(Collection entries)
⁂
// SPDX-License-Identifier: LGPL-3.0-only
//
// This file is provided WITHOUT ANY WARRANTY;
// without even the implied warranty of MERCHANTABILITY
// or FITNESS FOR A PARTICULAR PURPOSE.

mod acl;
mod adapter;
mod builder;
mod instance;
mod relayed;
mod simulated;

pub use acl::*;
pub use adapter::*;
pub use builder::*;
pub use instance::*;
pub use relayed::*;
pub use simulated::*;

use rand_chacha::ChaCha20Rng;
use std::sync::{Arc, Mutex};

pub type SharedRng = Arc<Mutex<ChaCha20Rng>>;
⁂
# Exercise prompt
Write out each line exactly, beginning at the one with "pub use simulated::*;" and ending at the final line of the records above, with nothing added.

# Answer to the problem
pub use simulated::*;

use rand_chacha::ChaCha20Rng;
use std::sync::{Arc, Mutex};

pub type SharedRng = Arc<Mutex<ChaCha20Rng>>;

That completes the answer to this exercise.